As I’ve said in the past, any company that depends upon one man is doomed to eventual failure. Jobs’ stepping down as CEO is the end of one era and the beginning of a new one. Apple has its products and plans mapped out several years in advance. While Jobs has certainly played a role in those plans, it will be interesting to see how Jobs’ hand-picked team will continue his vision while putting their own stamp/s on Apple’s products.

Besides it’s not like Jobs is going away entirely. He is now chairman of the Apple Board of Directors. Art Levinson, chairman of Genentech and Apple board member, says Jobs will “continue to serve Apple with his unique insights, creativity and inspiration.”

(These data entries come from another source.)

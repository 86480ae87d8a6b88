// Print macros for kernel output.
//
// There is no VGA text console here (spec Non-goals: per-driver hardware
// detail); everything the kernel prints goes out over the COM1 serial line
// via `serial::_serial_print`.

#[macro_export]
macro_rules! print {
    ($($arg:tt)*) => ($crate::serial::_serial_print(format_args!($($arg)*)));
}

#[macro_export]
macro_rules! println {
    () => ($crate::print!("\n"));
    ($($arg:tt)*) => ($crate::print!("{}\n", format_args!($($arg)*)));
}
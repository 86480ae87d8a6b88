//! In-memory filesystem: the root filesystem mounted before any block
//! device is available. Each mount gets its own flat path->bytes table
//! (no real directory nodes -- `readdir` synthesizes entries by scanning
//! for paths one segment deeper than the one asked about).

use alloc::collections::BTreeMap;
use alloc::string::{String, ToString};
use alloc::vec::Vec;

use core::sync::atomic::{AtomicU64, Ordering};

use spin::Mutex;

use crate::error::{FsError, KernelError};
use crate::fs::{Filesystem, OpenAction, OpenedFile, VirtualBlockDevice};

static NEXT_COOKIE: AtomicU64 = AtomicU64::new(1);

pub struct RamFs {
    mounts: Mutex<BTreeMap<u64, BTreeMap<String, Vec<u8>>>>,
}

impl RamFs {
    pub fn new() -> Self {
        Self {
            mounts: Mutex::new(BTreeMap::new()),
        }
    }
}

impl Default for RamFs {
    fn default() -> Self {
        Self::new()
    }
}

impl Filesystem for RamFs {
    fn init(&self, _vbdev: Option<&VirtualBlockDevice>) -> Result<u64, KernelError> {
        let cookie = NEXT_COOKIE.fetch_add(1, Ordering::Relaxed);
        self.mounts.lock().insert(cookie, BTreeMap::new());
        Ok(cookie)
    }

    fn open(&self, cookie: u64, path: &str, action: OpenAction) -> Result<OpenedFile, KernelError> {
        let mut mounts = self.mounts.lock();
        let table = mounts.get_mut(&cookie).ok_or(FsError::Corrupt)?;
        match action {
            OpenAction::Read | OpenAction::Write => {
                let data = table.get(path).ok_or(FsError::NotFound)?;
                Ok(OpenedFile {
                    private: 0,
                    size: data.len() as u64,
                })
            }
            OpenAction::Clear => {
                table.insert(path.to_string(), Vec::new());
                Ok(OpenedFile { private: 0, size: 0 })
            }
            OpenAction::Create => {
                let size = table.entry(path.to_string()).or_default().len() as u64;
                Ok(OpenedFile { private: 0, size })
            }
        }
    }

    fn read(
        &self,
        cookie: u64,
        path: &str,
        _file: &OpenedFile,
        offset: u64,
        buf: &mut [u8],
    ) -> Result<usize, KernelError> {
        let mounts = self.mounts.lock();
        let table = mounts.get(&cookie).ok_or(FsError::Corrupt)?;
        let data = table.get(path).ok_or(FsError::NotFound)?;
        let start = (offset as usize).min(data.len());
        let n = buf.len().min(data.len() - start);
        buf[..n].copy_from_slice(&data[start..start + n]);
        Ok(n)
    }

    fn write(
        &self,
        cookie: u64,
        path: &str,
        _file: &OpenedFile,
        offset: u64,
        buf: &[u8],
    ) -> Result<usize, KernelError> {
        let mut mounts = self.mounts.lock();
        let table = mounts.get_mut(&cookie).ok_or(FsError::Corrupt)?;
        let data = table.entry(path.to_string()).or_default();
        let start = offset as usize;
        if data.len() < start + buf.len() {
            data.resize(start + buf.len(), 0);
        }
        data[start..start + buf.len()].copy_from_slice(buf);
        Ok(buf.len())
    }

    fn readdir(&self, cookie: u64, path: &str, index: usize) -> Result<Option<String>, KernelError> {
        let mounts = self.mounts.lock();
        let table = mounts.get(&cookie).ok_or(FsError::Corrupt)?;
        let prefix = if path.is_empty() {
            String::new()
        } else {
            alloc::format!("{path}/")
        };
        let mut seen = alloc::collections::BTreeSet::new();
        for key in table.keys() {
            if let Some(rest) = key.strip_prefix(prefix.as_str()) {
                if let Some(name) = rest.split('/').next() {
                    if !name.is_empty() {
                        seen.insert(name.to_string());
                    }
                }
            }
        }
        Ok(seen.into_iter().nth(index))
    }

    fn delete(&self, cookie: u64, path: &str) -> Result<(), KernelError> {
        let mut mounts = self.mounts.lock();
        let table = mounts.get_mut(&cookie).ok_or(FsError::Corrupt)?;
        table.remove(path).map(|_| ()).ok_or(FsError::NotFound.into())
    }
}

#[cfg(all(test, not(target_os = "none")))]
mod tests {
    use super::*;

    #[test]
    fn create_then_write_then_read() {
        let fs = RamFs::new();
        let cookie = fs.init(None).unwrap();
        let file = fs.open(cookie, "a", OpenAction::Create).unwrap();
        fs.write(cookie, "a", &file, 0, b"hello").unwrap();
        let mut buf = [0u8; 5];
        let n = fs.read(cookie, "a", &file, 0, &mut buf).unwrap();
        assert_eq!(n, 5);
        assert_eq!(&buf, b"hello");
    }

    #[test]
    fn read_missing_fails() {
        let fs = RamFs::new();
        let cookie = fs.init(None).unwrap();
        assert!(fs.open(cookie, "missing", OpenAction::Read).is_err());
    }

    #[test]
    fn readdir_lists_direct_children() {
        let fs = RamFs::new();
        let cookie = fs.init(None).unwrap();
        fs.open(cookie, "bin/sh", OpenAction::Create).unwrap();
        fs.open(cookie, "bin/ls", OpenAction::Create).unwrap();
        let first = fs.readdir(cookie, "bin", 0).unwrap();
        assert!(first.is_some());
    }
}
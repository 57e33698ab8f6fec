//! One shard of the metadata provider.
//!
//! A shard coalesces concurrent retrievals of the same identifier into a
//! single backend request: the first caller stages a shared future in the
//! in-flight map, later callers attach to it, and every one of them
//! observes the same (pointer-equal) metadata object. Resolved entries
//! move into a per-shard LRU; failures clear the staging entry so the next
//! caller retries the backend instead of latching onto a dead future.
use std::num::NonZeroUsize;
use std::sync::Arc;

use futures::future::{BoxFuture, Shared};
use futures::FutureExt;
use lru::LruCache;
use parking_lot::Mutex;
use rustc_hash::FxHashMap;
use tracing::*;

use crate::error::Error;
use crate::ids::{ContainerIdentifier, FileIdentifier};
use crate::remote::MetadataStore;

use super::fetcher::MetadataFetcher;
use super::types::{ContainerMetadata, FileMetadata};

type SharedRetrieval<T> = Shared<BoxFuture<'static, Result<Arc<T>, Error>>>;

/// LRU slot: either live metadata or a deletion tombstone that keeps
/// concurrent lookups from resurrecting a just-removed entry.
#[derive(Debug, Clone)]
enum Slot<T> {
    Present(Arc<T>),
    Tombstone,
}

/// Cache occupancy snapshot of one shard.
#[derive(Debug, Clone, Copy, Default, PartialEq, Eq)]
pub struct CacheStatistics {
    pub occupancy: usize,
    pub capacity: usize,
    pub in_flight: usize,
}

struct ShardInner {
    inflight_files: FxHashMap<FileIdentifier, SharedRetrieval<FileMetadata>>,
    inflight_containers: FxHashMap<ContainerIdentifier, SharedRetrieval<ContainerMetadata>>,
    files: LruCache<FileIdentifier, Slot<FileMetadata>>,
    containers: LruCache<ContainerIdentifier, Slot<ContainerMetadata>>,
}

pub struct MetadataProviderShard {
    store: Arc<dyn MetadataStore>,
    inner: Mutex<ShardInner>,
    weak: std::sync::Weak<MetadataProviderShard>,
}

impl MetadataProviderShard {
    pub fn new(
        store: Arc<dyn MetadataStore>,
        file_cache_entries: usize,
        container_cache_entries: usize,
    ) -> Arc<Self> {
        Arc::new_cyclic(|weak| Self {
            store,
            inner: Mutex::new(ShardInner {
                inflight_files: FxHashMap::default(),
                inflight_containers: FxHashMap::default(),
                files: LruCache::new(nonzero(file_cache_entries)),
                containers: LruCache::new(nonzero(container_cache_entries)),
            }),
            weak: weak.clone(),
        })
    }

    fn arc(&self) -> Arc<Self> {
        self.weak.upgrade().expect("shard alive while borrowed")
    }

    pub fn store(&self) -> &Arc<dyn MetadataStore> {
        &self.store
    }

    /// Retrieve file metadata, served from (in order): the in-flight map,
    /// the LRU, or a freshly staged backend fetch.
    pub async fn retrieve_file(&self, id: FileIdentifier) -> Result<Arc<FileMetadata>, Error> {
        if id.is_absent() {
            warn!("attempted to retrieve fid=0");
            return Err(Error::not_found(format!("{} (fid=0 is illegal)", id)));
        }
        let staged = {
            let mut inner = self.inner.lock();
            if let Some(fut) = inner.inflight_files.get(&id) {
                fut.clone()
            } else if let Some(slot) = inner.files.get(&id) {
                return match slot {
                    Slot::Present(md) => Ok(md.clone()),
                    Slot::Tombstone => Err(Error::not_found(format!(
                        "{} (found deletion tombstone)",
                        id
                    ))),
                };
            } else {
                let fut = self.stage_file(id);
                inner.inflight_files.insert(id, fut.clone());
                fut
            }
        };
        // the shard mutex is released before awaiting
        staged.await
    }

    fn stage_file(&self, id: FileIdentifier) -> SharedRetrieval<FileMetadata> {
        let store = self.store.clone();
        // run on the provider executor so continuations do not execute on
        // the backend client's thread
        let task = tokio::spawn(async move { MetadataFetcher::get_file(store.as_ref(), id).await });
        let shard = self.arc();
        async move {
            let outcome = match task.await {
                Ok(Ok(md)) => Ok(Arc::new(md)),
                Ok(Err(e)) => Err(e),
                Err(join) => Err(Error::Executor(join.to_string())),
            };
            let mut inner = shard.inner.lock();
            inner.inflight_files.remove(&id);
            match outcome {
                Ok(md) => {
                    inner.files.put(id, Slot::Present(md.clone()));
                    Ok(md)
                }
                Err(e) => Err(e),
            }
        }
        .boxed()
        .shared()
    }

    /// Retrieve container metadata: blob, file map and container map are
    /// fetched in parallel and combined into one object.
    pub async fn retrieve_container(
        &self,
        id: ContainerIdentifier,
    ) -> Result<Arc<ContainerMetadata>, Error> {
        if id.is_absent() {
            warn!("attempted to retrieve cid=0");
            return Err(Error::not_found(format!("{} (cid=0 is illegal)", id)));
        }
        let staged = {
            let mut inner = self.inner.lock();
            if let Some(fut) = inner.inflight_containers.get(&id) {
                fut.clone()
            } else if let Some(slot) = inner.containers.get(&id) {
                return match slot {
                    Slot::Present(md) => Ok(md.clone()),
                    Slot::Tombstone => Err(Error::not_found(format!(
                        "{} (found deletion tombstone)",
                        id
                    ))),
                };
            } else {
                let fut = self.stage_container(id);
                inner.inflight_containers.insert(id, fut.clone());
                fut
            }
        };
        staged.await
    }

    fn stage_container(&self, id: ContainerIdentifier) -> SharedRetrieval<ContainerMetadata> {
        let store = self.store.clone();
        let task = tokio::spawn(async move {
            let (mut md, files, containers) = futures::future::try_join3(
                MetadataFetcher::get_container(store.as_ref(), id),
                MetadataFetcher::get_file_map(store.as_ref(), id),
                MetadataFetcher::get_container_map(store.as_ref(), id),
            )
            .await?;
            md.files = files;
            md.containers = containers;
            Ok::<_, Error>(md)
        });
        let shard = self.arc();
        async move {
            let outcome = match task.await {
                Ok(Ok(md)) => Ok(Arc::new(md)),
                Ok(Err(e)) => Err(e),
                Err(join) => Err(Error::Executor(join.to_string())),
            };
            let mut inner = shard.inner.lock();
            inner.inflight_containers.remove(&id);
            match outcome {
                Ok(md) => {
                    inner.containers.put(id, Slot::Present(md.clone()));
                    Ok(md)
                }
                Err(e) => Err(e),
            }
        }
        .boxed()
        .shared()
    }

    pub async fn has_file(&self, id: FileIdentifier) -> Result<bool, Error> {
        MetadataFetcher::file_exists(self.store.as_ref(), id).await
    }

    /// Place a locally created entry directly into the LRU, skipping the
    /// backend.
    pub fn insert_file(&self, id: FileIdentifier, md: Arc<FileMetadata>) {
        self.inner.lock().files.put(id, Slot::Present(md));
    }

    pub fn insert_container(&self, id: ContainerIdentifier, md: Arc<ContainerMetadata>) {
        self.inner.lock().containers.put(id, Slot::Present(md));
    }

    /// Mark an entry deleted: concurrent lookups observe *not-found*
    /// instead of stale metadata.
    pub fn tombstone_file(&self, id: FileIdentifier) {
        self.inner.lock().files.put(id, Slot::Tombstone);
    }

    pub fn tombstone_container(&self, id: ContainerIdentifier) {
        self.inner.lock().containers.put(id, Slot::Tombstone);
    }

    /// Remove an entry outright; returns whether it was cached.
    pub fn drop_cached_file(&self, id: FileIdentifier) -> bool {
        self.inner.lock().files.pop(&id).is_some()
    }

    pub fn drop_cached_container(&self, id: ContainerIdentifier) -> bool {
        self.inner.lock().containers.pop(&id).is_some()
    }

    pub fn set_file_cache_entries(&self, entries: usize) {
        self.inner.lock().files.resize(nonzero(entries));
    }

    pub fn set_container_cache_entries(&self, entries: usize) {
        self.inner.lock().containers.resize(nonzero(entries));
    }

    pub fn file_cache_stats(&self) -> CacheStatistics {
        let inner = self.inner.lock();
        CacheStatistics {
            occupancy: inner.files.len(),
            capacity: inner.files.cap().get(),
            in_flight: inner.inflight_files.len(),
        }
    }

    pub fn container_cache_stats(&self) -> CacheStatistics {
        let inner = self.inner.lock();
        CacheStatistics {
            occupancy: inner.containers.len(),
            capacity: inner.containers.cap().get(),
            in_flight: inner.inflight_containers.len(),
        }
    }
}

fn nonzero(n: usize) -> NonZeroUsize {
    NonZeroUsize::new(n.max(1)).unwrap()
}

impl std::fmt::Debug for MetadataProviderShard {
    fn fmt(&self, f: &mut std::fmt::Formatter) -> std::fmt::Result {
        f.debug_struct("MetadataProviderShard")
            .field("files", &self.file_cache_stats())
            .field("containers", &self.container_cache_stats())
            .finish()
    }
}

Finally, I’d like to reprint an earlier op-ed by Robert Pritchett, who was editor and publisher of “macCompanion” magazine:

“Apple is not ‘Steve Jobs.’ The team he helped put together is Apple. The team that skunk-worked the Mac is Apple (Steve Jobs tried to nix it). WE are Apple. We bought the boxes and evangelized them. We lost careers because we sacrificed for the company to use the best tool for the job wherever we worked and with whomever we worked.

“We got along without Steve Jobs and one of his successors laid the groundwork for the company’s success after he was summarily dismissed. He was nearly tarred and feathered before becoming the Comeback Kid.

“All Steve Jobs did was bring in technology from his blackbox company and killed a lot of promising projects that were hemorrhaging the company.

“A good manager prepares his/her company for the inevitable — loss of him or herself – so it may continue without him or her.

“Apple is in that position. Steve Jobs does not need to be deified.”